=== Begin Enclosure ===

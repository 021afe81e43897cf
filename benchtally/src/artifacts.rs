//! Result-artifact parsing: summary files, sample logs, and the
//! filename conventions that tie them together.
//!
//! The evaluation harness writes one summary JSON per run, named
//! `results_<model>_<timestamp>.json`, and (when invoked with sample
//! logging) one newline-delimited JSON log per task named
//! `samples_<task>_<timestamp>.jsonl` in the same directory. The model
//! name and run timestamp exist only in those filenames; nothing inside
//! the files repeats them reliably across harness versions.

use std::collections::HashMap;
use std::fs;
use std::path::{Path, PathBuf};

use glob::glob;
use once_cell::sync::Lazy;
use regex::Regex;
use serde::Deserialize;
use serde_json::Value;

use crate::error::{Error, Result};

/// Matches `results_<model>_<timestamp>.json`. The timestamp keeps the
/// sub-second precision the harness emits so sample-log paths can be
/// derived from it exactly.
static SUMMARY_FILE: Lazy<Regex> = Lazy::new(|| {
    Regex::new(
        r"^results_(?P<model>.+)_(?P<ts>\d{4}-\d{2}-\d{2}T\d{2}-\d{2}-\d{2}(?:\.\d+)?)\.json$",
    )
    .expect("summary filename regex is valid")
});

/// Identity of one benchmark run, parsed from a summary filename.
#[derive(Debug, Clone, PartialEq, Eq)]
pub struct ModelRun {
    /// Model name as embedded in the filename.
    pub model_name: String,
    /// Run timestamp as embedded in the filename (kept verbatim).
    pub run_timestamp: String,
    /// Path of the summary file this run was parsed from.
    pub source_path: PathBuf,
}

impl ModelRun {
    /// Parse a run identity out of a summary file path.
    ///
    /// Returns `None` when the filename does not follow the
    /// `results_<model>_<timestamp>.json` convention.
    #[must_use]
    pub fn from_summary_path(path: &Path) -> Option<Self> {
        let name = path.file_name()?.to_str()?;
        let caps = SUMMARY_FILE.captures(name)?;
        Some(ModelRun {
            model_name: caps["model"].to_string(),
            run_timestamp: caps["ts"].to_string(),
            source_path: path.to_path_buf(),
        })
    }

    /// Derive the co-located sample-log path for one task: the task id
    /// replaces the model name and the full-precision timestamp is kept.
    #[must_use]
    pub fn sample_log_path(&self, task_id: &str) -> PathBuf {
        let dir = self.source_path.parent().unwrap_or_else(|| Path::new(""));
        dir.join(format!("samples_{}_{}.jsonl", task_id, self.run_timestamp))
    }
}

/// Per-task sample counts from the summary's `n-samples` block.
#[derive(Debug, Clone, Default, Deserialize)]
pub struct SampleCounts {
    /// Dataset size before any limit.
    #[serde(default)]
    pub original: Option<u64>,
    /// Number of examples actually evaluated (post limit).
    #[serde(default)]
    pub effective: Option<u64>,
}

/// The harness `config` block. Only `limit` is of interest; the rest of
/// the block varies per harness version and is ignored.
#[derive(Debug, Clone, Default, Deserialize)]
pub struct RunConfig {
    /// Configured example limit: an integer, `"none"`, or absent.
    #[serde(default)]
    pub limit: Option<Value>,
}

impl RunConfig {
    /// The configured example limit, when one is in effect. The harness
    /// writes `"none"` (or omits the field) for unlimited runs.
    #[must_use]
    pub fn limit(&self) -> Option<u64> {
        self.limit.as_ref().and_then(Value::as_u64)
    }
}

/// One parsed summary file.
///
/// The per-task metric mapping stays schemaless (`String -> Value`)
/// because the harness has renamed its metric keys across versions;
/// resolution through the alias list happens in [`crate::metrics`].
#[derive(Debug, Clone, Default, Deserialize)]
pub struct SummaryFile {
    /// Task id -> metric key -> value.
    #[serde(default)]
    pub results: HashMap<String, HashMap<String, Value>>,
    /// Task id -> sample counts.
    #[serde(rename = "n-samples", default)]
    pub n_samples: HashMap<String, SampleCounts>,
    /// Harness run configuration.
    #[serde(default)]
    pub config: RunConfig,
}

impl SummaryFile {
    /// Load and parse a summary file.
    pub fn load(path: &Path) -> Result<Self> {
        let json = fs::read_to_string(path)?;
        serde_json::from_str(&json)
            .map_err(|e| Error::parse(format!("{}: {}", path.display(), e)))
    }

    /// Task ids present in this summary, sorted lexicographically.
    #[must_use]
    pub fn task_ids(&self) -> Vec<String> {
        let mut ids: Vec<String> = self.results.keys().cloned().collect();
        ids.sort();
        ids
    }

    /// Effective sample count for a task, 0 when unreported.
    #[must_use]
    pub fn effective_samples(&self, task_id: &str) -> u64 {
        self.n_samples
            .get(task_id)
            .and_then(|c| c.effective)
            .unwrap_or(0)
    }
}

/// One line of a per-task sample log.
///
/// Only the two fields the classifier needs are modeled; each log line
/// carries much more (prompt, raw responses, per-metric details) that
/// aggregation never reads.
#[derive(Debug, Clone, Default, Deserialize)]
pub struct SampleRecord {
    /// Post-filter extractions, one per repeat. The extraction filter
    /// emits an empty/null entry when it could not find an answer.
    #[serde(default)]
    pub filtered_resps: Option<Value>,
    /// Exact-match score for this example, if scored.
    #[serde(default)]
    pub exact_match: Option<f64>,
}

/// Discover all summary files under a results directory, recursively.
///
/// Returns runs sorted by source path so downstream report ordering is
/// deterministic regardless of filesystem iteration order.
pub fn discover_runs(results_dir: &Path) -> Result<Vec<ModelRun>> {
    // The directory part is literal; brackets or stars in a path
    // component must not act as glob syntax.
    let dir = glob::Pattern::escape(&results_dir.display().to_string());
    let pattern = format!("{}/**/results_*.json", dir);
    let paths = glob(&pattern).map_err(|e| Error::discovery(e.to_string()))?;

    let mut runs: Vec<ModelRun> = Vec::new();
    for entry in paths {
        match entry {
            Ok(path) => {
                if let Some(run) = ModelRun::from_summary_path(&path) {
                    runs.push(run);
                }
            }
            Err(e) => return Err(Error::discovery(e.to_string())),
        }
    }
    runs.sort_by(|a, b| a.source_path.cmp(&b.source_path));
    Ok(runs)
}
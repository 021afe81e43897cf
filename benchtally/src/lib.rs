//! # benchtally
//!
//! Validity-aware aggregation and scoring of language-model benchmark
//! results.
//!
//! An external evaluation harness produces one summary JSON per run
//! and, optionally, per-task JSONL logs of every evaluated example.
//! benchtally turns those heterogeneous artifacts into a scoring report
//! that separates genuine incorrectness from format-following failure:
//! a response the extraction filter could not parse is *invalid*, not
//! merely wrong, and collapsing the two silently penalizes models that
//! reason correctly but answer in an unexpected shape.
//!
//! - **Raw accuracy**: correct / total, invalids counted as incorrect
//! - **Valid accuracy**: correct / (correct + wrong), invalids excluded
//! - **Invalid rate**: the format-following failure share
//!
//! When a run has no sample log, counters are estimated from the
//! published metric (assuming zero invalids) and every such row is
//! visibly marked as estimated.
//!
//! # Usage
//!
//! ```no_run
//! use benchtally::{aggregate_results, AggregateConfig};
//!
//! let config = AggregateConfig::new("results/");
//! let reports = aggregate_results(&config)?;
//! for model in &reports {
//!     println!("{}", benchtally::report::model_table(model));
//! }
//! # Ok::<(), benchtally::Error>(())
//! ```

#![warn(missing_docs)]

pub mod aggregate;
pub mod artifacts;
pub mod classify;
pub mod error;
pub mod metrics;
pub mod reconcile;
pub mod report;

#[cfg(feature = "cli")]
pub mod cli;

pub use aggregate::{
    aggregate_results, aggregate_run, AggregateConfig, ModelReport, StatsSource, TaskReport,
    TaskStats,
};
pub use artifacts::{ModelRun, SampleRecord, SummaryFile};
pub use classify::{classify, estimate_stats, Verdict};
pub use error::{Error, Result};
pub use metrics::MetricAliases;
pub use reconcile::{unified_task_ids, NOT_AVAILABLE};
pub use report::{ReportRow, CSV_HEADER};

=== End Enclosure ===

= DIRECTIONS =
Line by line, give the material above again exactly.

= ANSWER FOR THE TASK =
repository 021afe81e43897cf
filename benchtally/src/artifacts.rs
//! Result-artifact parsing: summary files, sample logs, and the
//! filename conventions that tie them together.
//!
//! The evaluation harness writes one summary JSON per run, named
//! `results_<model>_<timestamp>.json`, and (when invoked with sample
//! logging) one newline-delimited JSON log per task named
//! `samples_<task>_<timestamp>.jsonl` in the same directory. The model
//! name and run timestamp exist only in those filenames; nothing inside
//! the files repeats them reliably across harness versions.

use std::collections::HashMap;
use std::fs;
use std::path::{Path, PathBuf};

use glob::glob;
use once_cell::sync::Lazy;
use regex::Regex;
use serde::Deserialize;
use serde_json::Value;

use crate::error::{Error, Result};

/// Matches `results_<model>_<timestamp>.json`. The timestamp keeps the
/// sub-second precision the harness emits so sample-log paths can be
/// derived from it exactly.
static SUMMARY_FILE: Lazy<Regex> = Lazy::new(|| {
    Regex::new(
        r"^results_(?P<model>.+)_(?P<ts>\d{4}-\d{2}-\d{2}T\d{2}-\d{2}-\d{2}(?:\.\d+)?)\.json$",
    )
    .expect("summary filename regex is valid")
});

/// Identity of one benchmark run, parsed from a summary filename.
#[derive(Debug, Clone, PartialEq, Eq)]
pub struct ModelRun {
    /// Model name as embedded in the filename.
    pub model_name: String,
    /// Run timestamp as embedded in the filename (kept verbatim).
    pub run_timestamp: String,
    /// Path of the summary file this run was parsed from.
    pub source_path: PathBuf,
}

impl ModelRun {
    /// Parse a run identity out of a summary file path.
    ///
    /// Returns `None` when the filename does not follow the
    /// `results_<model>_<timestamp>.json` convention.
    #[must_use]
    pub fn from_summary_path(path: &Path) -> Option<Self> {
        let name = path.file_name()?.to_str()?;
        let caps = SUMMARY_FILE.captures(name)?;
        Some(ModelRun {
            model_name: caps["model"].to_string(),
            run_timestamp: caps["ts"].to_string(),
            source_path: path.to_path_buf(),
        })
    }

    /// Derive the co-located sample-log path for one task: the task id
    /// replaces the model name and the full-precision timestamp is kept.
    #[must_use]
    pub fn sample_log_path(&self, task_id: &str) -> PathBuf {
        let dir = self.source_path.parent().unwrap_or_else(|| Path::new(""));
        dir.join(format!("samples_{}_{}.jsonl", task_id, self.run_timestamp))
    }
}

/// Per-task sample counts from the summary's `n-samples` block.
#[derive(Debug, Clone, Default, Deserialize)]
pub struct SampleCounts {
    /// Dataset size before any limit.
    #[serde(default)]
    pub original: Option<u64>,
    /// Number of examples actually evaluated (post limit).
    #[serde(default)]
    pub effective: Option<u64>,
}

/// The harness `config` block. Only `limit` is of interest; the rest of
/// the block varies per harness version and is ignored.
#[derive(Debug, Clone, Default, Deserialize)]
pub struct RunConfig {
    /// Configured example limit: an integer, `"none"`, or absent.
    #[serde(default)]
    pub limit: Option<Value>,
}

impl RunConfig {
    /// The configured example limit, when one is in effect. The harness
    /// writes `"none"` (or omits the field) for unlimited runs.
    #[must_use]
    pub fn limit(&self) -> Option<u64> {
        self.limit.as_ref().and_then(Value::as_u64)
    }
}

/// One parsed summary file.
///
/// The per-task metric mapping stays schemaless (`String -> Value`)
/// because the harness has renamed its metric keys across versions;
/// resolution through the alias list happens in [`crate::metrics`].
#[derive(Debug, Clone, Default, Deserialize)]
pub struct SummaryFile {
    /// Task id -> metric key -> value.
    #[serde(default)]
    pub results: HashMap<String, HashMap<String, Value>>,
    /// Task id -> sample counts.
    #[serde(rename = "n-samples", default)]
    pub n_samples: HashMap<String, SampleCounts>,
    /// Harness run configuration.
    #[serde(default)]
    pub config: RunConfig,
}

impl SummaryFile {
    /// Load and parse a summary file.
    pub fn load(path: &Path) -> Result<Self> {
        let json = fs::read_to_string(path)?;
        serde_json::from_str(&json)
            .map_err(|e| Error::parse(format!("{}: {}", path.display(), e)))
    }

    /// Task ids present in this summary, sorted lexicographically.
    #[must_use]
    pub fn task_ids(&self) -> Vec<String> {
        let mut ids: Vec<String> = self.results.keys().cloned().collect();
        ids.sort();
        ids
    }

    /// Effective sample count for a task, 0 when unreported.
    #[must_use]
    pub fn effective_samples(&self, task_id: &str) -> u64 {
        self.n_samples
            .get(task_id)
            .and_then(|c| c.effective)
            .unwrap_or(0)
    }
}

/// One line of a per-task sample log.
///
/// Only the two fields the classifier needs are modeled; each log line
/// carries much more (prompt, raw responses, per-metric details) that
/// aggregation never reads.
#[derive(Debug, Clone, Default, Deserialize)]
pub struct SampleRecord {
    /// Post-filter extractions, one per repeat. The extraction filter
    /// emits an empty/null entry when it could not find an answer.
    #[serde(default)]
    pub filtered_resps: Option<Value>,
    /// Exact-match score for this example, if scored.
    #[serde(default)]
    pub exact_match: Option<f64>,
}

/// Discover all summary files under a results directory, recursively.
///
/// Returns runs sorted by source path so downstream report ordering is
/// deterministic regardless of filesystem iteration order.
pub fn discover_runs(results_dir: &Path) -> Result<Vec<ModelRun>> {
    // The directory part is literal; brackets or stars in a path
    // component must not act as glob syntax.
    let dir = glob::Pattern::escape(&results_dir.display().to_string());
    let pattern = format!("{}/**/results_*.json", dir);
    let paths = glob(&pattern).map_err(|e| Error::discovery(e.to_string()))?;

    let mut runs: Vec<ModelRun> = Vec::new();
    for entry in paths {
        match entry {
            Ok(path) => {
                if let Some(run) = ModelRun::from_summary_path(&path) {
                    runs.push(run);
                }
            }
            Err(e) => return Err(Error::discovery(e.to_string())),
        }
    }
    runs.sort_by(|a, b| a.source_path.cmp(&b.source_path));
    Ok(runs)
}
repository 021afe81e43897cf
filename benchtally/src/lib.rs
//! # benchtally
//!
//! Validity-aware aggregation and scoring of language-model benchmark
//! results.
//!
//! An external evaluation harness produces one summary JSON per run
//! and, optionally, per-task JSONL logs of every evaluated example.
//! benchtally turns those heterogeneous artifacts into a scoring report
//! that separates genuine incorrectness from format-following failure:
//! a response the extraction filter could not parse is *invalid*, not
//! merely wrong, and collapsing the two silently penalizes models that
//! reason correctly but answer in an unexpected shape.
//!
//! - **Raw accuracy**: correct / total, invalids counted as incorrect
//! - **Valid accuracy**: correct / (correct + wrong), invalids excluded
//! - **Invalid rate**: the format-following failure share
//!
//! When a run has no sample log, counters are estimated from the
//! published metric (assuming zero invalids) and every such row is
//! visibly marked as estimated.
//!
//! # Usage
//!
//! ```no_run
//! use benchtally::{aggregate_results, AggregateConfig};
//!
//! let config = AggregateConfig::new("results/");
//! let reports = aggregate_results(&config)?;
//! for model in &reports {
//!     println!("{}", benchtally::report::model_table(model));
//! }
//! # Ok::<(), benchtally::Error>(())
//! ```

#![warn(missing_docs)]

pub mod aggregate;
pub mod artifacts;
pub mod classify;
pub mod error;
pub mod metrics;
pub mod reconcile;
pub mod report;

#[cfg(feature = "cli")]
pub mod cli;

pub use aggregate::{
    aggregate_results, aggregate_run, AggregateConfig, ModelReport, StatsSource, TaskReport,
    TaskStats,
};
pub use artifacts::{ModelRun, SampleRecord, SummaryFile};
pub use classify::{classify, estimate_stats, Verdict};
pub use error::{Error, Result};
pub use metrics::MetricAliases;
pub use reconcile::{unified_task_ids, NOT_AVAILABLE};
pub use report::{ReportRow, CSV_HEADER};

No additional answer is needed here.